▶ Task description
For the word "PartialEq", state the number of lines in the data that contain it, and nothing else.

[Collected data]
● ● ● ●

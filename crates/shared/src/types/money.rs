//! Money type with decimal precision and currency.
//!
//! CRITICAL: Never use floating-point for money calculations.
//! This type wraps `rust_decimal::Decimal` for arbitrary precision.

use rust_decimal::Decimal;
use serde::{Deserialize, Serialize};

/// Represents a monetary amount with currency.
///
/// Uses `Decimal` internally to avoid floating-point precision errors.
#[derive(Debug, Clone, Copy, PartialEq, Eq, Serialize, Deserialize)]
pub struct Money {
    /// The amount in major currency units (e.g., euros, not cents).
    pub amount: Decimal,
    /// ISO 4217 currency code (e.g., "EUR", "MAD").
    pub currency: Currency,
}

/// ISO 4217 currency codes supported by the system.
///
/// EUR is the reference currency: exchange rates express how much one unit
/// of another currency is worth in euros. The backend calls this field
/// `devise` on offer records.
#[derive(Debug, Clone, Copy, Default, PartialEq, Eq, Hash, Serialize, Deserialize)]
#[serde(rename_all = "UPPERCASE")]
pub enum Currency {
    /// Euro (reference currency)
    #[default]
    Eur,
    /// US Dollar
    Usd,
    /// Moroccan Dirham
    Mad,
    /// British Pound
    Gbp,
}

impl Money {
    /// Creates a new Money instance.
    #[must_use]
    pub const fn new(amount: Decimal, currency: Currency) -> Self {
        Self { amount, currency }
    }

    /// Creates a zero amount in the specified currency.
    #[must_use]
    pub fn zero(currency: Currency) -> Self {
        Self {
            amount: Decimal::ZERO,
            currency,
        }
    }

    /// Returns true if the amount is zero.
    #[must_use]
    pub fn is_zero(&self) -> bool {
        self.amount.is_zero()
    }

    /// Returns true if the amount is negative.
    #[must_use]
    pub fn is_negative(&self) -> bool {
        self.amount.is_sign_negative()
    }
}

impl std::fmt::Display for Money {
    fn fmt(&self, f: &mut std::fmt::Formatter<'_>) -> std::fmt::Result {
        write!(f, "{} {}", self.amount, self.currency)
    }
}

impl std::fmt::Display for Currency {
    fn fmt(&self, f: &mut std::fmt::Formatter<'_>) -> std::fmt::Result {
        match self {
            Self::Eur => write!(f, "EUR"),
            Self::Usd => write!(f, "USD"),
            Self::Mad => write!(f, "MAD"),
            Self::Gbp => write!(f, "GBP"),
        }
    }
}

impl std::str::FromStr for Currency {
    type Err = String;

    fn from_str(s: &str) -> Result<Self, Self::Err> {
        match s.to_uppercase().as_str() {
            "EUR" => Ok(Self::Eur),
            "USD" => Ok(Self::Usd),
            "MAD" => Ok(Self::Mad),
            "GBP" => Ok(Self::Gbp),
            _ => Err(format!("Unknown currency: {s}")),
        }
    }
}

#[cfg(test)]
mod tests {
    use super::*;
    use rust_decimal_macros::dec;
    use std::str::FromStr;

    #[test]
    fn test_money_new() {
        let amount = dec!(100.00);
        let money = Money::new(amount, Currency::Eur);
        assert_eq!(money.amount, amount);
        assert_eq!(money.currency, Currency::Eur);
    }

    #[test]
    fn test_money_zero() {
        let money = Money::zero(Currency::Mad);
        assert!(money.is_zero());
        assert_eq!(money.amount, Decimal::ZERO);
        assert_eq!(money.currency, Currency::Mad);
    }

    #[test]
    fn test_money_is_zero() {
        let zero_money = Money::new(dec!(0), Currency::Usd);
        assert!(zero_money.is_zero());

        let non_zero_money = Money::new(dec!(10), Currency::Usd);
        assert!(!non_zero_money.is_zero());
    }

    #[test]
    fn test_money_is_negative() {
        let positive = Money::new(dec!(10), Currency::Usd);
        assert!(!positive.is_negative());

        let negative = Money::new(dec!(-10), Currency::Usd);
        assert!(negative.is_negative());

        let zero = Money::new(dec!(0), Currency::Usd);
        assert!(!zero.is_negative());
    }

    #[test]
    fn test_money_display() {
        assert_eq!(Money::new(dec!(42.50), Currency::Eur).to_string(), "42.50 EUR");
    }

    #[test]
    fn test_currency_display() {
        assert_eq!(Currency::Eur.to_string(), "EUR");
        assert_eq!(Currency::Usd.to_string(), "USD");
        assert_eq!(Currency::Mad.to_string(), "MAD");
        assert_eq!(Currency::Gbp.to_string(), "GBP");
    }

    #[test]
    fn test_currency_from_str() {
        assert_eq!(Currency::from_str("EUR").unwrap(), Currency::Eur);
        assert_eq!(Currency::from_str("eur").unwrap(), Currency::Eur);
        assert_eq!(Currency::from_str("USD").unwrap(), Currency::Usd);
        assert_eq!(Currency::from_str("MAD").unwrap(), Currency::Mad);
        assert_eq!(Currency::from_str("GBP").unwrap(), Currency::Gbp);

        assert!(Currency::from_str("XXX").is_err());
        assert!(Currency::from_str("").is_err());
    }

    #[test]
    fn test_currency_serde_uppercase() {
        let json = serde_json::to_string(&Currency::Gbp).unwrap();
        assert_eq!(json, "\"GBP\"");
        let back: Currency = serde_json::from_str("\"MAD\"").unwrap();
        assert_eq!(back, Currency::Mad);
    }
}
impl BackendClient {
    /// Creates a client from backend configuration.
    ///
    /// # Errors
    ///
    /// Returns an error if the underlying HTTP client cannot be built.
    pub fn new(config: &BackendConfig) -> AppResult<Self> {
        let http = Client::builder()
            .build()
            .map_err(|err| AppError::Internal(format!("HTTP client setup failed: {err}")))?;

        Ok(Self {
            http,
            base_url: config.base_url.trim_end_matches('/').to_string(),
            token: config.token.clone(),
        })
    }

    /// Returns a client that authenticates subsequent calls with `token`.
    #[must_use]
    pub fn with_token(mut self, token: impl Into<String>) -> Self {
        self.token = Some(token.into());
        self
    }

    // ========================================================================
    // Auth
    // ========================================================================

    /// Signs in and returns the session with its bearer token.
    ///
    /// # Errors
    ///
    /// Returns `Unauthorized` on bad credentials.
    pub async fn login(&self, code: &UserCode, password: &str) -> AppResult<Session> {
        let url = format!("{}/Auth/login", self.base_url);
        let payload = LoginPayload {
            code: code.clone(),
            password: password.to_string(),
        };
        let response = self
            .request(Method::POST, &url)
            .json(&payload)
            .send()
            .await
            .map_err(Self::transport)?;
        Self::decode(response).await
    }

    // ========================================================================
    // Budget
    // ========================================================================

    /// Fetches the budget snapshot of a departement.
    ///
    /// Series the backend has never stored arrive absent and decode to
    /// all-zero months; derived series are recomputed locally after fetch.
    ///
    /// # Errors
    ///
    /// Returns `NotFound` when the departement has no budget.
    pub async fn fetch_budget(&self, departement: &str) -> AppResult<BudgetSnapshot> {
        let url = format!("{}/budget", self.base_url);
        let response = self
            .request(Method::GET, &url)
            .query(&[("departement", departement)])
            .send()
            .await
            .map_err(Self::transport)?;
        Self::decode(response).await
    }

    /// Saves the editable budget series of a departement.
    ///
    /// # Errors
    ///
    /// Returns an error if the request fails or is rejected.
    pub async fn save_budget(&self, departement: &str, snapshot: &BudgetSnapshot) -> AppResult<()> {
        let url = format!("{}/budget", self.base_url);
        let payload = BudgetSavePayload::from_snapshot(departement, snapshot);
        let response = self
            .request(Method::POST, &url)
            .json(&payload)
            .send()
            .await
            .map_err(Self::transport)?;
        Self::expect_ok(response).await
    }

    // ========================================================================
    // Currency settings
    // ========================================================================

    /// Fetches the stored conversion rates as a ready-to-use table.
    ///
    /// # Errors
    ///
    /// Returns an error if the request fails or the body does not decode.
    pub async fn fetch_rates(&self) -> AppResult<RateTable> {
        let url = format!("{}/Settings/get-currency-settings", self.base_url);
        let response = self
            .request(Method::GET, &url)
            .send()
            .await
            .map_err(Self::transport)?;
        let settings: CurrencySettings = Self::decode(response).await?;
        Ok(RateTable::from(settings))
    }

    /// Updates the stored conversion rates.
    ///
    /// # Errors
    ///
    /// Returns an error if the request fails or is rejected.
    pub async fn update_rates(&self, settings: &CurrencySettings) -> AppResult<()> {
        let url = format!("{}/Settings/update-currency-settings", self.base_url);
        let response = self
            .request(Method::PUT, &url)
            .json(settings)
            .send()
            .await
            .map_err(Self::transport)?;
        Self::expect_ok(response).await
    }

    // ========================================================================
    // Purchase requests
    // ========================================================================

    /// Lists the requests raised by a user, one page at a time.
    ///
    /// # Errors
    ///
    /// Returns an error if the request fails or the body does not decode.
    pub async fn list_requests(
        &self,
        user: &UserCode,
        page: PageRequest,
    ) -> AppResult<Paged<PurchaseRequest>> {
        let url = format!("{}/Demande", self.base_url);
        let response = self
            .request(Method::GET, &url)
            .query(&[("code", user.as_str())])
            .query(&[("pageNumber", page.page_number), ("pageSize", page.page_size)])
            .send()
            .await
            .map_err(Self::transport)?;
        let wire: PagedWire<PurchaseRequest> = Self::decode(response).await?;
        Ok(wire.into())
    }

    /// Fetches a single request header.
    ///
    /// # Errors
    ///
    /// Returns `NotFound` when no request carries the code.
    pub async fn fetch_request(&self, code: &RequestCode) -> AppResult<PurchaseRequest> {
        let url = format!("{}/Demande/{code}", self.base_url);
        let response = self
            .request(Method::GET, &url)
            .send()
            .await
            .map_err(Self::transport)?;
        Self::decode(response).await
    }

    /// Fetches the article lines of a request.
    ///
    /// # Errors
    ///
    /// Returns an error if the request fails or the body does not decode.
    pub async fn fetch_articles(&self, code: &RequestCode) -> AppResult<Vec<Article>> {
        let url = format!("{}/Demande/{code}/articles", self.base_url);
        let response = self
            .request(Method::GET, &url)
            .send()
            .await
            .map_err(Self::transport)?;
        Self::decode_list(response).await
    }

    /// Fetches the audit history of a request.
    ///
    /// # Errors
    ///
    /// Returns an error if the request fails or the body does not decode.
    pub async fn fetch_history(&self, code: &RequestCode) -> AppResult<Vec<HistoryEntry>> {
        let url = format!("{}/Demande/{code}/history", self.base_url);
        let response = self
            .request(Method::GET, &url)
            .send()
            .await
            .map_err(Self::transport)?;
        Self::decode_list(response).await
    }

    /// Reserves the next request code for a user.
    ///
    /// # Errors
    ///
    /// Returns an error if the request fails or the body does not decode.
    pub async fn generate_request_code(&self, user: &UserCode) -> AppResult<RequestCode> {
        let url = format!("{}/Demande/generate-code/{user}", self.base_url);
        let response = self
            .request(Method::GET, &url)
            .send()
            .await
            .map_err(Self::transport)?;
        let generated: GeneratedCode = Self::decode(response).await?;
        Ok(generated.code)
    }

    /// Opens a new request with its draft articles.
    ///
    /// # Errors
    ///
    /// Returns `Validation` when the backend refuses the draft.
    pub async fn create_request(&self, payload: &NewRequestPayload) -> AppResult<()> {
        let url = format!("{}/Demande", self.base_url);
        let response = self
            .request(Method::POST, &url)
            .json(payload)
            .send()
            .await
            .map_err(Self::transport)?;
        Self::expect_ok(response).await
    }

    /// Replaces the article lines of a still-editable request.
    ///
    /// # Errors
    ///
    /// Returns an error if the request fails or is rejected.
    pub async fn update_articles(&self, payload: &UpdateArticlesPayload) -> AppResult<()> {
        let url = format!(
            "{}/Demande/{}/update-articles",
            self.base_url, payload.demande_code
        );
        let response = self
            .request(Method::PUT, &url)
            .json(payload)
            .send()
            .await
            .map_err(Self::transport)?;
        Self::expect_ok(response).await
    }

    /// Approves a request on behalf of an executive user.
    ///
    /// # Errors
    ///
    /// Returns `Forbidden` when the user may not review the request.
    pub async fn validate_request(&self, code: &RequestCode, user: &UserCode) -> AppResult<()> {
        let url = format!("{}/Demande/{code}/validate/{user}", self.base_url);
        let response = self
            .request(Method::PUT, &url)
            .send()
            .await
            .map_err(Self::transport)?;
        Self::expect_ok(response).await
    }

    /// Rejects a request on behalf of an executive user.
    ///
    /// # Errors
    ///
    /// Returns `Forbidden` when the user may not review the request.
    pub async fn reject_request(&self, code: &RequestCode, user: &UserCode) -> AppResult<()> {
        let url = format!("{}/Demande/{code}/reject/{user}", self.base_url);
        let response = self
            .request(Method::PUT, &url)
            .send()
            .await
            .map_err(Self::transport)?;
        Self::expect_ok(response).await
    }

    /// Records purchase order assignments on a validated request.
    ///
    /// # Errors
    ///
    /// Returns an error if the request fails or is rejected.
    pub async fn save_purchase_orders(
        &self,
        code: &RequestCode,
        updates: &[PurchaseOrderUpdate],
    ) -> AppResult<()> {
        let url = format!("{}/Demande/{code}/add-purchase-order", self.base_url);
        let response = self
            .request(Method::PUT, &url)
            .json(&updates)
            .send()
            .await
            .map_err(Self::transport)?;
        Self::expect_ok(response).await
    }

    // ========================================================================
    // Sourcing
    // ========================================================================

    /// Fetches every supplier quote recorded for a request.
    ///
    /// # Errors
    ///
    /// Returns an error if the request fails or the body does not decode.
    pub async fn fetch_quotes(&self, code: &RequestCode) -> AppResult<Vec<SupplierQuote>> {
        let url = format!("{}/Demande/{code}/suppliers", self.base_url);
        let response = self
            .request(Method::GET, &url)
            .send()
            .await
            .map_err(Self::transport)?;
        Self::decode_list(response).await
    }

    /// Fetches the quote of the supplier already chosen for a request.
    ///
    /// # Errors
    ///
    /// Returns `NotFound` when no supplier has been selected yet.
    pub async fn selected_supplier(&self, code: &RequestCode) -> AppResult<SupplierQuote> {
        let url = format!("{}/Suppliers/selected-supplier/{code}", self.base_url);
        let response = self
            .request(Method::GET, &url)
            .send()
            .await
            .map_err(Self::transport)?;
        Self::decode(response).await
    }

    /// Broadcasts a request to the chosen suppliers.
    ///
    /// # Errors
    ///
    /// Returns an error if the request fails or is rejected.
    pub async fn send_to_suppliers(&self, dispatch: &SupplierDispatch) -> AppResult<()> {
        let url = format!("{}/Suppliers/send-to-suppliers", self.base_url);
        let response = self
            .request(Method::POST, &url)
            .json(dispatch)
            .send()
            .await
            .map_err(Self::transport)?;
        Self::expect_ok(response).await
    }

    /// Records a supplier's offer lines for a request.
    ///
    /// # Errors
    ///
    /// Returns an error if the request fails or is rejected.
    pub async fn submit_offer(&self, submission: &QuoteSubmission) -> AppResult<()> {
        let url = format!("{}/Devis", self.base_url);
        let response = self
            .request(Method::POST, &url)
            .json(submission)
            .send()
            .await
            .map_err(Self::transport)?;
        Self::expect_ok(response).await
    }

    /// Fetches historical offers matching an article, in backend order.
    ///
    /// # Errors
    ///
    /// Returns an error if the request fails or the body does not decode.
    pub async fn cheapest_offers(
        &self,
        name: &str,
        description: &str,
    ) -> AppResult<Vec<CatalogOffer>> {
        let url = format!("{}/Demande/cheapest-offers", self.base_url);
        let response = self
            .request(Method::GET, &url)
            .query(&[("name", name), ("description", description)])
            .send()
            .await
            .map_err(Self::transport)?;
        Self::decode_list(response).await
    }

    /// Fetches name or description completions for draft articles.
    ///
    /// # Errors
    ///
    /// Returns an error if the request fails or the body does not decode.
    pub async fn product_suggestions(
        &self,
        query: &str,
        kind: SuggestionKind,
    ) -> AppResult<Vec<ProductSuggestion>> {
        let url = format!("{}/Demande/products-suggestions", self.base_url);
        let response = self
            .request(Method::GET, &url)
            .query(&[("query", query), ("type", kind.as_str())])
            .send()
            .await
            .map_err(Self::transport)?;
        Self::decode_list(response).await
    }

    // ========================================================================
    // Plumbing
    // ========================================================================

    fn request(&self, method: Method, url: &str) -> RequestBuilder {
        let mut req = self.http.request(method, url);
        if let Some(token) = &self.token {
            req = req.bearer_auth(token);
        }
        req
    }

    async fn decode<T: DeserializeOwned>(response: Response) -> AppResult<T> {
        if !response.status().is_success() {
            return Err(Self::status_error(response).await);
        }
        response.json::<T>().await.map_err(|err| {
            tracing::error!(error = %err, "backend response did not match the wire contract");
            AppError::Decode(err.to_string())
        })
    }

    /// Decodes an array body that may or may not be `$values`-wrapped.
    async fn decode_list<T: DeserializeOwned>(response: Response) -> AppResult<Vec<T>> {
        Ok(Self::decode::<WireList<T>>(response).await?.into_inner())
    }

    async fn expect_ok(response: Response) -> AppResult<()> {
        if response.status().is_success() {
            Ok(())
        } else {
            Err(Self::status_error(response).await)
        }
    }

    async fn status_error(response: Response) -> AppError {
        let status = response.status();
        let message = match response.text().await {
            Ok(body) if !body.is_empty() => body,
            _ => status.canonical_reason().unwrap_or("unknown status").to_string(),
        };
        tracing::warn!(status = status.as_u16(), message = %message, "backend reported an error");
        AppError::from_status(status.as_u16(), message)
    }

    fn transport(err: reqwest::Error) -> AppError {
        tracing::error!(error = %err, "backend request failed");
        AppError::Http(err.to_string())
    }
}
// This Source Code Form is subject to the terms of the Mozilla Public
// License, v. 2.0. If a copy of the MPL was not distributed with this
// file, You can obtain one at https://mozilla.org/MPL/2.0/.

//! Method and constructor lookup over [`TargetType`] hierarchies.
//!
//! Lookup order is deterministic: the type's own declarations, then the
//! superclass chain, then implemented interfaces (depth first, declaration
//! order).  The first declaration of a signature wins, so overrides shadow
//! the methods they override.  Method lists are memoised on the type and
//! freed with it.


use std::collections::HashSet;
use std::sync::Arc;
use uuid::Uuid;

use crate::core::{ConstructorDescriptor, MethodDescriptor, MethodSignature, TargetType, Value, ValueType, Visibility};

type MethodList = Arc<Vec<Arc<MethodDescriptor>>>;

/// Every non-static method callable on an instance of `target`, most-derived
/// declaration first.
pub fn instance_methods(target: &TargetType) -> MethodList {
    target
        .instance_methods_memo()
        .get_or_init(|| {
            let mut seen_types = HashSet::new();
            let mut seen_signatures = HashSet::new();
            let mut methods = Vec::new();
            collect(target, &mut seen_types, &mut seen_signatures, &mut methods);
            Arc::new(methods)
        })
        .clone()
}

fn collect(
    target: &TargetType,
    seen_types: &mut HashSet<Uuid>,
    seen_signatures: &mut HashSet<MethodSignature>,
    out: &mut Vec<Arc<MethodDescriptor>>,
) {
    if !seen_types.insert(target.id()) {
        return;
    }

    for method in target.declared_methods() {
        if method.is_static {
            continue;
        }
        if seen_signatures.insert(method.signature.clone()) {
            out.push(method.clone());
        }
    }

    if let Some(superclass) = target.superclass() {
        collect(superclass, seen_types, seen_signatures, out);
    }

    for interface in target.interfaces() {
        collect(interface, seen_types, seen_signatures, out);
    }
}

/// Methods a generated subtype may replace.
pub fn overridable_methods(target: &TargetType) -> Vec<Arc<MethodDescriptor>> {
    instance_methods(target)
        .iter()
        .filter(|m| can_override(m))
        .cloned()
        .collect()
}

/// Non-static, non-final and visible to subtypes.
pub fn can_override(method: &MethodDescriptor) -> bool {
    !method.is_static
        && !method.is_final
        && matches!(method.visibility, Visibility::Public | Visibility::Protected)
}

/// First constructor whose parameters accept `args`.
pub fn find_constructor<'a>(
    constructors: &'a [Arc<ConstructorDescriptor>],
    args: &[Value],
) -> Option<&'a Arc<ConstructorDescriptor>> {
    constructors
        .iter()
        .filter(|c| c.visibility != Visibility::Private)
        .find(|c| c.accepts(args))
}

/// Constructor declared with exactly `params`.
pub fn find_constructor_exact<'a>(
    constructors: &'a [Arc<ConstructorDescriptor>],
    params: &[ValueType],
) -> Option<&'a Arc<ConstructorDescriptor>> {
    constructors
        .iter()
        .filter(|c| c.visibility != Visibility::Private)
        .find(|c| c.params == params)
}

● ● ● ●

▶ Answer for this exercise
2